Live cell monitoring of double strand breaks in S. cerevisiae

We have used two different live-cell fluorescent protein markers to monitor the formation and localization of double-strand breaks (DSBs) in budding yeast. Using GFP derivatives of the Rad51 recombination protein or the Ddc2 checkpoint protein, we find that cells with three site-specific DSBs, on different chromosomes, usually display 2 or 3 foci that may coalesce and dissociate. This motion is independent of Rad52 and microtubules. Rad51-GFP, by itself, is unable to repair DSBs by homologous recombination in mitotic cells, but is able to form foci and allow repair when heterozygous with a wild type Rad51 protein. The kinetics of formation and disappearance of a Rad51-GFP focus parallels the completion of site-specific DSB repair. However, Rad51-GFP is proficient during meiosis when homozygous, similar to rad51 site II mutants that can bind single-stranded DNA but not complete strand exchange.
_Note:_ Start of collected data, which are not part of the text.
use std::collections::BTreeMap;
use std::time::Instant;

#[derive(Debug, Clone, PartialEq)]
pub enum Msg {
    /// The owning session became active.
    SessionOpened,
    /// The owning session is being torn down.
    SessionClosed,
    /// A job was enabled by the registration collaborator.
    JobRegistered(crate::JobId),
    /// A job was disabled or removed.
    JobUnregistered(crate::JobId),
    /// Poll timer fired.
    PollTick,
    /// A status query succeeded.
    StatusSampled {
        samples: BTreeMap<crate::JobId, crate::RawSample>,
        observed_at: Instant,
    },
    /// A status query failed in transport; job state is untouched.
    SampleFailed { reason: String },
    /// Animation timer fired.
    AnimationTick { now: Instant },
    /// Fallback for placeholder wiring.
    NoOp,
}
Rad52-RFP and Rad51-GFP co-localize to the same DSB, but a significant minority of foci have Rad51-GFP without visible Rad52-RFP. We conclude that co-localization of foci in cells with 3 DSBs does not represent formation of a homologous recombination repair center, as the same distribution of Ddc2-GFP foci was found in the absence of the Rad52 protein. Author summary Double strand breaks (DSBs) pose the greatest threat to the fidelity of an organism's genome. While much work has been done on the mechanisms of DSB repair, the arrangement and interaction of multiple DSBs within a single cell remain unclear. Using two live-cell fluorescent DSB markers, we show that cells with 3 site-specific DSBs usually form 2 or 3 foci that can may coalesce into fewer foci but also dissociate. The aggregation and mobility of DSBs into a single focus does not depend on the Rad52 recombination protein that is required for various mechanisms of homologous recombination, suggesting that merging of DSBs does not reflect formation of a homologous recombination repair center.